▶ Work order:
The records follow. Filter them to the lines that hold "never".

▶ Source data:
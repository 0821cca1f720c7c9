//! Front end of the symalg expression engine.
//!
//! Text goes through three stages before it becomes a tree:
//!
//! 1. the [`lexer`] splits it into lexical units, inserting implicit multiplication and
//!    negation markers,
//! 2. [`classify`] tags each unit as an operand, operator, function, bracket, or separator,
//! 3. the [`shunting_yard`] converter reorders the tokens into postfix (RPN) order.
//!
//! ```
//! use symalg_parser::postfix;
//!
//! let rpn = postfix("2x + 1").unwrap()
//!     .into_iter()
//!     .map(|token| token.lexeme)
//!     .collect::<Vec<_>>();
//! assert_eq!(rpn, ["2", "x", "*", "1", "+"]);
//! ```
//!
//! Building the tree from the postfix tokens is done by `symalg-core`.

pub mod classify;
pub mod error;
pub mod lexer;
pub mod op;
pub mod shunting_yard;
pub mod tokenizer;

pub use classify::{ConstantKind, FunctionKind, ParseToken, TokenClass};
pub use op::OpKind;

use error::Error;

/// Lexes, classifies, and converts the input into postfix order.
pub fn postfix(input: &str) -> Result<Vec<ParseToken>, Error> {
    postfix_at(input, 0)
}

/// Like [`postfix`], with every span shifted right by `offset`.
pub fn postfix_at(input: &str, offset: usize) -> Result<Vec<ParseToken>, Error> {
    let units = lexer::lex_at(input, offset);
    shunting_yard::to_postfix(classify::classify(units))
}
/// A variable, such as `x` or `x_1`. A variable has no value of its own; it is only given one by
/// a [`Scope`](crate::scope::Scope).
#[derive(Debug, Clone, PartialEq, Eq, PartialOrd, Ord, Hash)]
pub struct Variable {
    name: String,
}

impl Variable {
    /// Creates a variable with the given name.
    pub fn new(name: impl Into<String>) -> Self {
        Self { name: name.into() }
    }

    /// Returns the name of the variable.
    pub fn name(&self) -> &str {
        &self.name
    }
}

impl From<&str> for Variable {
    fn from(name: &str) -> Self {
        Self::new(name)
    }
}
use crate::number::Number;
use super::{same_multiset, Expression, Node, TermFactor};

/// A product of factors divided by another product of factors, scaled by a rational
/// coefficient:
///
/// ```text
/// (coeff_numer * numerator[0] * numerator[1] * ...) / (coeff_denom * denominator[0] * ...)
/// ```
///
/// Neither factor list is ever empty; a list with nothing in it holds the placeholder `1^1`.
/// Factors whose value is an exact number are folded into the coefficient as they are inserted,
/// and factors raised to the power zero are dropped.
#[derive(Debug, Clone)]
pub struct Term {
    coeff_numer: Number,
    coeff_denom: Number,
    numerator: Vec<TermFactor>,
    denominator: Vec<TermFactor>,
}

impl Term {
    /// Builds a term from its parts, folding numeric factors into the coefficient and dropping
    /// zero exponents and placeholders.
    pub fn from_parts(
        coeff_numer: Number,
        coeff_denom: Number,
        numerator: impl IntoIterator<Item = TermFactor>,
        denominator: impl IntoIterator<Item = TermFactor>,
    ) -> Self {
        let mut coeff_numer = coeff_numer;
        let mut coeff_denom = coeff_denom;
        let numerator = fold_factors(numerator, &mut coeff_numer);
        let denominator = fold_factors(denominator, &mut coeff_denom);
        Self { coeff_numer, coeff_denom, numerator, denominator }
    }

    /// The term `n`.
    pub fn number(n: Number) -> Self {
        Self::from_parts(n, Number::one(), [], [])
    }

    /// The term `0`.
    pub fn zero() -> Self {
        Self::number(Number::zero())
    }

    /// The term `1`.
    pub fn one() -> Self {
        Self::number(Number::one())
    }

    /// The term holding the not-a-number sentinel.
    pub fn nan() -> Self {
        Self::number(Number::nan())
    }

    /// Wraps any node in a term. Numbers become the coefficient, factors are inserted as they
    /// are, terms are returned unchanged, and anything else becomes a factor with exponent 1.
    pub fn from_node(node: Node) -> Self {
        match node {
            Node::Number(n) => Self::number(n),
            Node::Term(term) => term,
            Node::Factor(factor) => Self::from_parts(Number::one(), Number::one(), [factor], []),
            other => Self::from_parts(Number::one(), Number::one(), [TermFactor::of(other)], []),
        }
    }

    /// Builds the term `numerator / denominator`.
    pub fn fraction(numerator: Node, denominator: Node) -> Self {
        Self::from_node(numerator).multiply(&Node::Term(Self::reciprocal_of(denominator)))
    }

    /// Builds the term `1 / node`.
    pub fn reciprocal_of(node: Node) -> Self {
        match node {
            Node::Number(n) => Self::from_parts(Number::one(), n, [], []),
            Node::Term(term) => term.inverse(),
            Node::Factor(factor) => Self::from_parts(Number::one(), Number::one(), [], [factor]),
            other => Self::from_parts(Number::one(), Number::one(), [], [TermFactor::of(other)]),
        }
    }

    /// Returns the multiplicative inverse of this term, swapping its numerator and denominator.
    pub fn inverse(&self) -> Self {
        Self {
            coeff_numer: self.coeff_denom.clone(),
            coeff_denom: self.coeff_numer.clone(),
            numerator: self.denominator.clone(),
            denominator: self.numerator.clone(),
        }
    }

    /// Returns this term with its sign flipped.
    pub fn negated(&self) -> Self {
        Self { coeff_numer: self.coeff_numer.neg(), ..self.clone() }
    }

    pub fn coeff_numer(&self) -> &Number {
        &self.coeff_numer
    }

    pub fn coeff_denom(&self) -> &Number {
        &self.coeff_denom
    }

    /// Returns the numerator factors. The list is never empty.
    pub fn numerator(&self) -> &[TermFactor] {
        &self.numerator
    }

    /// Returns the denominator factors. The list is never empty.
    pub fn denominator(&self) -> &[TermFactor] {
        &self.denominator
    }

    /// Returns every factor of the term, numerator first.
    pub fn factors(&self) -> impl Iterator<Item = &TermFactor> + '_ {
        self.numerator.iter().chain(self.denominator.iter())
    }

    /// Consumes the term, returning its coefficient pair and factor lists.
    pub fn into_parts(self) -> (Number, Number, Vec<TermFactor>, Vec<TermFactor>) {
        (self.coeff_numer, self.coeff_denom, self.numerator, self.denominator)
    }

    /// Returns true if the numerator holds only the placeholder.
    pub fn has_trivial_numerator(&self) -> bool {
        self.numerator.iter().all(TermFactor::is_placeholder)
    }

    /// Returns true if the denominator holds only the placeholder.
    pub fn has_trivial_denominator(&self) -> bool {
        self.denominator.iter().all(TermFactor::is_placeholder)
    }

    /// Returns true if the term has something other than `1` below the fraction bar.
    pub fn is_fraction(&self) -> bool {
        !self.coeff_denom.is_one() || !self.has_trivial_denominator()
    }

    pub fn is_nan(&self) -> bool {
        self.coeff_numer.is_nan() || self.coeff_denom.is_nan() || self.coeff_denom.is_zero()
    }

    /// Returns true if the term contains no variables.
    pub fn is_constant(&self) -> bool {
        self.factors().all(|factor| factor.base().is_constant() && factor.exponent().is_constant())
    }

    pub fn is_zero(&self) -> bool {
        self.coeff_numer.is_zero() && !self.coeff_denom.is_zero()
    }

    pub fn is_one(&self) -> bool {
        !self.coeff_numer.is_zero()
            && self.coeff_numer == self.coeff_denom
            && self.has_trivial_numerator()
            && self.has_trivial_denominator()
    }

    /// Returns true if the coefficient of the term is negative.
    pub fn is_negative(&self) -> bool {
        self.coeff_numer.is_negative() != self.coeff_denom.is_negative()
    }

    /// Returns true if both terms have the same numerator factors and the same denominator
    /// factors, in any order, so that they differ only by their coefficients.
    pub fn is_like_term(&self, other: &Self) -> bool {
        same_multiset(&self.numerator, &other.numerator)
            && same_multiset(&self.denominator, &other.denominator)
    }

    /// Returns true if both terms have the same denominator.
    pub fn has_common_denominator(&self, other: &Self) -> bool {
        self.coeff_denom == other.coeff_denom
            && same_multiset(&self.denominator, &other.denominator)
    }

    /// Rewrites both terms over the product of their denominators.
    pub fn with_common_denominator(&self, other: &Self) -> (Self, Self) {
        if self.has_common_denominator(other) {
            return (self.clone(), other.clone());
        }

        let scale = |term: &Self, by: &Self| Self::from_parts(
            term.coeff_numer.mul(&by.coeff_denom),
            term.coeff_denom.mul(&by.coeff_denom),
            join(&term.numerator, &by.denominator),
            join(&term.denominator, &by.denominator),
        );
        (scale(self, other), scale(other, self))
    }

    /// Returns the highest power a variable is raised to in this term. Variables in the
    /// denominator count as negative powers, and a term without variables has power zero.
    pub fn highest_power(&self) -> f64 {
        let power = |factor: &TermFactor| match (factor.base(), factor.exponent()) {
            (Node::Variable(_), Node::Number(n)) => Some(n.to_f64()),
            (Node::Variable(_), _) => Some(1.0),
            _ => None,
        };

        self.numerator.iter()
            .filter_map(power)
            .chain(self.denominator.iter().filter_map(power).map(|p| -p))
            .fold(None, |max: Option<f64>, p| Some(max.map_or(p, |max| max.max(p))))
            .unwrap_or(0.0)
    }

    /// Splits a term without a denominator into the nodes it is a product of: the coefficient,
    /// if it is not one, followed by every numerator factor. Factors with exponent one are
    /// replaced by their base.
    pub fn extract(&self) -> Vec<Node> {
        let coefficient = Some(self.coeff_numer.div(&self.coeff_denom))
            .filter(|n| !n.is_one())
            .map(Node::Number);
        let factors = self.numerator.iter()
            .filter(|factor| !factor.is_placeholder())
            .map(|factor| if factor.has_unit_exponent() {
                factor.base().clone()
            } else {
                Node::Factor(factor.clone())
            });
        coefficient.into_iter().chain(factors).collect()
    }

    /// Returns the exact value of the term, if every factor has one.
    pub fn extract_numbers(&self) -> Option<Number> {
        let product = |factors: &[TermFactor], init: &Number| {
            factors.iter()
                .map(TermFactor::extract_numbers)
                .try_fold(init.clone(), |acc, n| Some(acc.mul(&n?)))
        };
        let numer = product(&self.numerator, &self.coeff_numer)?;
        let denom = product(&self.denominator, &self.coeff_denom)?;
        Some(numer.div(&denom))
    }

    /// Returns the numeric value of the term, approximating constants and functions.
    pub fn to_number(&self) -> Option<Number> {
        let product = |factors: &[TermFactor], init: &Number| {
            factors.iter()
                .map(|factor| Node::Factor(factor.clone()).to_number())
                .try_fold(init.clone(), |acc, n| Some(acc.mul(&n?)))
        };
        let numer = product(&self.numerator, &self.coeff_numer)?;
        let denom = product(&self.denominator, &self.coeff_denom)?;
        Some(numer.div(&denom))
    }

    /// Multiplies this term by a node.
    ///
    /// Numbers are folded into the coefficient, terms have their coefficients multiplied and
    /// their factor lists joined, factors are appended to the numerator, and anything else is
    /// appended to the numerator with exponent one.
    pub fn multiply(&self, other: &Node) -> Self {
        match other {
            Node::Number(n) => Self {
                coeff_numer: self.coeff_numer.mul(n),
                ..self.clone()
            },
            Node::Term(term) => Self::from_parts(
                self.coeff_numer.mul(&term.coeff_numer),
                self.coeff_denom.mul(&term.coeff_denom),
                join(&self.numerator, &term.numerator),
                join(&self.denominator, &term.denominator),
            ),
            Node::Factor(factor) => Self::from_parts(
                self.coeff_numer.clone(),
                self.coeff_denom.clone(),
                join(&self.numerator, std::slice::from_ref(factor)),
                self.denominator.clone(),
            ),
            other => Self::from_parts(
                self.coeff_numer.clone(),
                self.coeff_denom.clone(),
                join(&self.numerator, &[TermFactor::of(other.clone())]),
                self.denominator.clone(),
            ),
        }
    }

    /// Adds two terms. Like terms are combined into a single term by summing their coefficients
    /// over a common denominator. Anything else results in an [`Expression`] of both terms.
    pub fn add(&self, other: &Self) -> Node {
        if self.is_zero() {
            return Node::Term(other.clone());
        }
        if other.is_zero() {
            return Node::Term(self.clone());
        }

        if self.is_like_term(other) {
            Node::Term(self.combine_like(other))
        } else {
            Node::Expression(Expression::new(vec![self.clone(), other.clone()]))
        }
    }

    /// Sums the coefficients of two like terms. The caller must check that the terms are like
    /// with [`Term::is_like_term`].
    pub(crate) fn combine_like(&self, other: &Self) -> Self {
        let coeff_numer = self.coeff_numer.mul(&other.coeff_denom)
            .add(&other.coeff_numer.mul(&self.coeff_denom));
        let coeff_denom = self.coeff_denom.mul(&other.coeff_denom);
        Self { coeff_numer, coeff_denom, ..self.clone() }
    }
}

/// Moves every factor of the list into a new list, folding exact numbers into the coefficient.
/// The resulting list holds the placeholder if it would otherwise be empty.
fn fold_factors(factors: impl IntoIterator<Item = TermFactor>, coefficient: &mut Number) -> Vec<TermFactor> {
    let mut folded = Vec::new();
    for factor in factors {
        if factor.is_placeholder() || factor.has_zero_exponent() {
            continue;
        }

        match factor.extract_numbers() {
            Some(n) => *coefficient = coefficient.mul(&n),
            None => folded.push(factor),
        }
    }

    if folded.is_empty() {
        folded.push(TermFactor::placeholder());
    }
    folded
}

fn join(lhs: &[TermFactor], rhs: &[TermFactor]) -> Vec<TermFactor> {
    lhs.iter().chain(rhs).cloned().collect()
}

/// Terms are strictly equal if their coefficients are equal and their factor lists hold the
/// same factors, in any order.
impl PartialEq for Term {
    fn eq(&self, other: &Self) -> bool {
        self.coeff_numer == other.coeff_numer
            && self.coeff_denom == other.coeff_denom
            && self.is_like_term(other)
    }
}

▶ Task answer:
    /// Returns the numerator factors. The list is never empty.
    /// Returns the denominator factors. The list is never empty.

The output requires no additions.